A complete answer includes every line below with the word "impl".

----

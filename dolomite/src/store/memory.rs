use crate::errors::DolomiteResult;
use crate::store::KeyValueStore;
use parking_lot::RwLock;
use std::collections::BTreeMap;

/// In-memory key-value store backed by an ordered map.
///
/// Reads take a shared lock, writes an exclusive one. `scan_values` clones
/// the values under the read lock, which gives each scan a stable snapshot.
#[derive(Default)]
pub struct MemoryStore {
    entries: RwLock<BTreeMap<Vec<u8>, Vec<u8>>>,
}

impl MemoryStore {
    pub fn new() -> Self {
        MemoryStore::default()
    }

    pub fn len(&self) -> usize {
        self.entries.read().len()
    }

    pub fn is_empty(&self) -> bool {
        self.entries.read().is_empty()
    }
}

impl KeyValueStore for MemoryStore {
    fn get(&self, key: &[u8]) -> DolomiteResult<Option<Vec<u8>>> {
        Ok(self.entries.read().get(key).cloned())
    }

    fn put(&self, key: Vec<u8>, value: Vec<u8>) -> DolomiteResult<()> {
        self.entries.write().insert(key, value);
        Ok(())
    }

    fn delete(&self, key: &[u8]) -> DolomiteResult<()> {
        self.entries.write().remove(key);
        Ok(())
    }

    fn scan_values(&self) -> DolomiteResult<Vec<Vec<u8>>> {
        Ok(self.entries.read().values().cloned().collect())
    }
}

----

### RESPONSE
impl MemoryStore {
impl KeyValueStore for MemoryStore {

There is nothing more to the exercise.